Top of DATA TO USE

//! Pipeline Configuration
//!
//! Defaults reproduce the build as run from the repository root: exports in
//! `exported_data/`, output to `config.json`, 128 habitats expected. A JSON
//! file may override any of them.

use std::fs;
use std::path::{Path, PathBuf};

use serde::{Deserialize, Serialize};

use crate::error::{PipelineError, Result};
use crate::generator::{GeneratorOptions, METRIC_HABITAT_COUNT};

#[derive(Debug, Clone, PartialEq, Eq, Serialize, Deserialize)]
#[serde(default)]
pub struct PipelineConfig {
    /// Directory holding the TSV exports and `globals.json`
    pub source_dir: PathBuf,

    /// Normalized table, replaced on every run
    pub output_path: PathBuf,

    /// Optional dump of the raw table (methodology wording) for inspection
    pub raw_output: Option<PathBuf>,

    /// `null` disables the habitat count check
    pub expected_habitats: Option<usize>,
}

impl Default for PipelineConfig {
    fn default() -> Self {
        PipelineConfig {
            source_dir: PathBuf::from("exported_data"),
            output_path: PathBuf::from("config.json"),
            raw_output: None,
            expected_habitats: Some(METRIC_HABITAT_COUNT),
        }
    }
}

impl PipelineConfig {
    /// Load configuration from JSON file; missing keys keep their defaults
    pub fn load(path: &Path) -> Result<Self> {
        let contents = fs::read_to_string(path).map_err(|e| PipelineError::io(path, e))?;

        serde_json::from_str(&contents).map_err(|source| PipelineError::Json {
            path: path.to_path_buf(),
            source,
        })
    }

    pub fn generator_options(&self) -> GeneratorOptions {
        GeneratorOptions {
            expected_habitats: self.expected_habitats,
        }
    }
}

#[cfg(test)]
mod tests {
    use super::*;

    #[test]
    fn test_defaults() {
        let config = PipelineConfig::default();
        assert_eq!(config.source_dir, PathBuf::from("exported_data"));
        assert_eq!(config.output_path, PathBuf::from("config.json"));
        assert_eq!(config.raw_output, None);
        assert_eq!(config.generator_options(), GeneratorOptions::default());
    }

    #[test]
    fn test_partial_override() {
        let config: PipelineConfig =
            serde_json::from_str(r#"{"output_path": "build/config.json", "expected_habitats": null}"#)
                .unwrap();

        assert_eq!(config.source_dir, PathBuf::from("exported_data"));
        assert_eq!(config.output_path, PathBuf::from("build/config.json"));
        assert_eq!(config.expected_habitats, None);
    }

    #[test]
    fn test_load_from_file() {
        let dir = tempfile::tempdir().unwrap();
        let path = dir.path().join("pipeline.json");
        fs::write(&path, r#"{"raw_output": "raw.json"}"#).unwrap();

        let config = PipelineConfig::load(&path).unwrap();
        assert_eq!(config.raw_output, Some(PathBuf::from("raw.json")));
        assert_eq!(config.expected_habitats, Some(128));

        fs::write(&path, "{").unwrap();
        assert!(matches!(PipelineConfig::load(&path), Err(PipelineError::Json { .. })));
    }
}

Bottom of DATA TO USE

> [WHAT YOU NEED TO DO]
Retype the entries exactly, please. Leave no line out.

> [SOLUTION BELOW]
//! Pipeline Configuration
//!
//! Defaults reproduce the build as run from the repository root: exports in
//! `exported_data/`, output to `config.json`, 128 habitats expected. A JSON
//! file may override any of them.

use std::fs;
use std::path::{Path, PathBuf};

use serde::{Deserialize, Serialize};

use crate::error::{PipelineError, Result};
use crate::generator::{GeneratorOptions, METRIC_HABITAT_COUNT};

#[derive(Debug, Clone, PartialEq, Eq, Serialize, Deserialize)]
#[serde(default)]
pub struct PipelineConfig {
    /// Directory holding the TSV exports and `globals.json`
    pub source_dir: PathBuf,

    /// Normalized table, replaced on every run
    pub output_path: PathBuf,

    /// Optional dump of the raw table (methodology wording) for inspection
    pub raw_output: Option<PathBuf>,

    /// `null` disables the habitat count check
    pub expected_habitats: Option<usize>,
}

impl Default for PipelineConfig {
    fn default() -> Self {
        PipelineConfig {
            source_dir: PathBuf::from("exported_data"),
            output_path: PathBuf::from("config.json"),
            raw_output: None,
            expected_habitats: Some(METRIC_HABITAT_COUNT),
        }
    }
}

impl PipelineConfig {
    /// Load configuration from JSON file; missing keys keep their defaults
    pub fn load(path: &Path) -> Result<Self> {
        let contents = fs::read_to_string(path).map_err(|e| PipelineError::io(path, e))?;

        serde_json::from_str(&contents).map_err(|source| PipelineError::Json {
            path: path.to_path_buf(),
            source,
        })
    }

    pub fn generator_options(&self) -> GeneratorOptions {
        GeneratorOptions {
            expected_habitats: self.expected_habitats,
        }
    }
}

#[cfg(test)]
mod tests {
    use super::*;

    #[test]
    fn test_defaults() {
        let config = PipelineConfig::default();
        assert_eq!(config.source_dir, PathBuf::from("exported_data"));
        assert_eq!(config.output_path, PathBuf::from("config.json"));
        assert_eq!(config.raw_output, None);
        assert_eq!(config.generator_options(), GeneratorOptions::default());
    }

    #[test]
    fn test_partial_override() {
        let config: PipelineConfig =
            serde_json::from_str(r#"{"output_path": "build/config.json", "expected_habitats": null}"#)
                .unwrap();

        assert_eq!(config.source_dir, PathBuf::from("exported_data"));
        assert_eq!(config.output_path, PathBuf::from("build/config.json"));
        assert_eq!(config.expected_habitats, None);
    }

    #[test]
    fn test_load_from_file() {
        let dir = tempfile::tempdir().unwrap();
        let path = dir.path().join("pipeline.json");
        fs::write(&path, r#"{"raw_output": "raw.json"}"#).unwrap();

        let config = PipelineConfig::load(&path).unwrap();
        assert_eq!(config.raw_output, Some(PathBuf::from("raw.json")));
        assert_eq!(config.expected_habitats, Some(128));

        fs::write(&path, "{").unwrap();
        assert!(matches!(PipelineConfig::load(&path), Err(PipelineError::Json { .. })));
    }
}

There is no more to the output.